COVID-19 is a pandemic disease caused by the new coronavirus SARS-CoV-2 that mostly affects the respiratory system. The consequent inflammation is not able to clear viruses. The persistent excessive inflammatory response can build up a clinical picture that is very difficult to manage and potentially fatal. Modulating the immune response plays a key role in fighting the disease. One of the main defence systems is the activation of neutrophils that release neutrophil extracellular traps (NETs) under the stimulus of autophagy. Various molecules can induce NETosis and autophagy; some potent activators are damage-associated molecular patterns (DAMPs) and, in particular, the high-mobility group box 1 (HMGB1). This molecule is released by damaged lung cells and can induce a robust innate immunity response. The increase in HMGB1 and NETosis could lead to sustained inflammation due to SARS-CoV-2 infection. Therefore, blocking these molecules might be useful in COVID-19 treatment and should be further studied in the context of targeted therapy.

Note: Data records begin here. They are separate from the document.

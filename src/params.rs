//! Plugin construction parameters.
//!
//! [`PluginParams`] carries a plugin `type` plus its free-form parameter
//! table, as found in TOML config tables and REST request bodies. The typed
//! accessors distinguish a *missing* key (`Ok(None)`) from a *mistyped* one
//! (`Err`), so constructors can treat optional keys uniformly.

use chrono::{DateTime, Utc};
use serde::{Deserialize, Serialize};
use serde_json::{Map, Value};
use thiserror::Error;

/// Parameter extraction errors.
#[derive(Debug, Error, PartialEq, Eq)]
pub enum ParamError {
    #[error("no such parameter: {0}")]
    Missing(String),
    #[error("parameter {key} is not {expected}")]
    BadType { key: String, expected: &'static str },
}

impl ParamError {
    fn bad(key: &str, expected: &'static str) -> Self {
        Self::BadType {
            key: key.to_string(),
            expected,
        }
    }
}

/// Construction parameters for filters, transports and sources.
///
/// On the wire the `type` key is flattened into the parameter object:
/// `{"type": "discard", "if": "...", ...}`.
#[derive(Debug, Clone, Default, Serialize, Deserialize)]
pub struct PluginParams {
    /// Plugin type name, e.g. `"discard"`.
    #[serde(rename = "type")]
    pub kind: String,

    /// Everything else.
    #[serde(flatten)]
    pub params: Map<String, Value>,
}

impl PluginParams {
    pub fn new(kind: impl Into<String>) -> Self {
        Self {
            kind: kind.into(),
            params: Map::new(),
        }
    }
}

/// Look up an optional string parameter.
pub fn opt_str(params: &Map<String, Value>, key: &str) -> Result<Option<String>, ParamError> {
    match params.get(key) {
        None | Some(Value::Null) => Ok(None),
        Some(Value::String(s)) => Ok(Some(s.clone())),
        Some(_) => Err(ParamError::bad(key, "a string")),
    }
}

/// Look up a mandatory string parameter.
pub fn req_str(params: &Map<String, Value>, key: &str) -> Result<String, ParamError> {
    opt_str(params, key)?.ok_or_else(|| ParamError::Missing(key.to_string()))
}

/// Look up an optional boolean parameter.
pub fn opt_bool(params: &Map<String, Value>, key: &str) -> Result<Option<bool>, ParamError> {
    match params.get(key) {
        None | Some(Value::Null) => Ok(None),
        Some(Value::Bool(b)) => Ok(Some(*b)),
        Some(_) => Err(ParamError::bad(key, "a boolean")),
    }
}

/// Look up an optional integer parameter.
pub fn opt_i64(params: &Map<String, Value>, key: &str) -> Result<Option<i64>, ParamError> {
    match params.get(key) {
        None | Some(Value::Null) => Ok(None),
        Some(Value::Number(n)) => n
            .as_i64()
            .map(Some)
            .ok_or_else(|| ParamError::bad(key, "an integer")),
        Some(_) => Err(ParamError::bad(key, "an integer")),
    }
}

/// Look up an optional number parameter.
pub fn opt_f64(params: &Map<String, Value>, key: &str) -> Result<Option<f64>, ParamError> {
    match params.get(key) {
        None | Some(Value::Null) => Ok(None),
        Some(Value::Number(n)) => n
            .as_f64()
            .map(Some)
            .ok_or_else(|| ParamError::bad(key, "a number")),
        Some(_) => Err(ParamError::bad(key, "a number")),
    }
}

/// Look up an optional array-of-strings parameter.
pub fn opt_str_vec(
    params: &Map<String, Value>,
    key: &str,
) -> Result<Option<Vec<String>>, ParamError> {
    match params.get(key) {
        None | Some(Value::Null) => Ok(None),
        Some(Value::Array(items)) => {
            let mut v = Vec::with_capacity(items.len());
            for item in items {
                match item {
                    Value::String(s) => v.push(s.clone()),
                    _ => return Err(ParamError::bad(key, "an array of strings")),
                }
            }
            Ok(Some(v))
        }
        Some(_) => Err(ParamError::bad(key, "an array of strings")),
    }
}

/// Look up an optional RFC 3339 timestamp parameter.
pub fn opt_rfc3339(
    params: &Map<String, Value>,
    key: &str,
) -> Result<Option<DateTime<Utc>>, ParamError> {
    match opt_str(params, key)? {
        None => Ok(None),
        Some(s) => DateTime::parse_from_rfc3339(&s)
            .map(|t| Some(t.with_timezone(&Utc)))
            .map_err(|_| ParamError::bad(key, "an RFC 3339 time")),
    }
}

#[cfg(test)]
mod tests {
    use super::*;
    use serde_json::json;

    #[test]
    fn test_json_round_trip() {
        let j = r#"{"type":"route","routes":["r1","r2"],"replace":true}"#;
        let p: PluginParams = serde_json::from_str(j).unwrap();
        assert_eq!(p.kind, "route");
        assert_eq!(p.params["replace"], json!(true));

        let v: Value = serde_json::to_value(&p).unwrap();
        assert_eq!(v["type"], "route");
        assert_eq!(v["routes"], json!(["r1", "r2"]));
    }

    #[test]
    fn test_toml_decode() {
        let t = "type = \"exec\"\ncommand = [\"sh\", \"-c\", \"true\"]\ntimeout = 3\n";
        let p: PluginParams = toml::from_str(t).unwrap();
        assert_eq!(p.kind, "exec");
        assert_eq!(opt_i64(&p.params, "timeout").unwrap(), Some(3));
        assert_eq!(
            opt_str_vec(&p.params, "command").unwrap().unwrap(),
            vec!["sh", "-c", "true"]
        );
    }

    #[test]
    fn test_missing_vs_bad_type() {
        let p: PluginParams =
            serde_json::from_str(r#"{"type":"t","n":3,"s":"x","b":true}"#).unwrap();
        assert_eq!(opt_str(&p.params, "absent").unwrap(), None);
        assert!(matches!(
            req_str(&p.params, "absent"),
            Err(ParamError::Missing(_))
        ));
        assert!(matches!(
            opt_str(&p.params, "n"),
            Err(ParamError::BadType { .. })
        ));
        assert_eq!(opt_bool(&p.params, "b").unwrap(), Some(true));
        assert_eq!(opt_i64(&p.params, "n").unwrap(), Some(3));
        assert_eq!(opt_f64(&p.params, "n").unwrap(), Some(3.0));
    }

    #[test]
    fn test_rfc3339() {
        let p: PluginParams =
            serde_json::from_str(r#"{"type":"t","expire":"2026-12-24T11:22:33Z","bad":"x"}"#)
                .unwrap();
        let t = opt_rfc3339(&p.params, "expire").unwrap().unwrap();
        assert_eq!(t.to_rfc3339(), "2026-12-24T11:22:33+00:00");
        assert!(opt_rfc3339(&p.params, "bad").is_err());
        assert_eq!(opt_rfc3339(&p.params, "absent").unwrap(), None);
    }
}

新型冠状病毒(SARS-CoV-2)引发的 COVID-19 是一种主要影响呼吸系统的大流行疾病。由此产生的炎症无法清除病毒。持续过度的炎症反应可能会导致一种非常难以控制且可能致命的临床症状。调节免疫反应在对抗这种疾病方面起着关键作用。其中一个主要的防御系统是中性粒细胞的激活,中性粒细胞在自噬的刺激下释放中性粒细胞胞外陷阱(NETs)。许多分子可以诱导 NETosis 和自噬;一些有效的激活剂是损伤相关分子模式(DAMPs),特别是高迁移率族蛋白 B1(HMGB1)。这种分子是由受损的肺细胞释放的,可以诱导强烈的先天免疫反应。由于 SARS-CoV-2 感染,HMGB1 和 NETosis 的增加可能导致持续的炎症。因此,阻断这些分子可能对 COVID-19 的治疗有用,应该在靶向治疗的背景下进一步研究。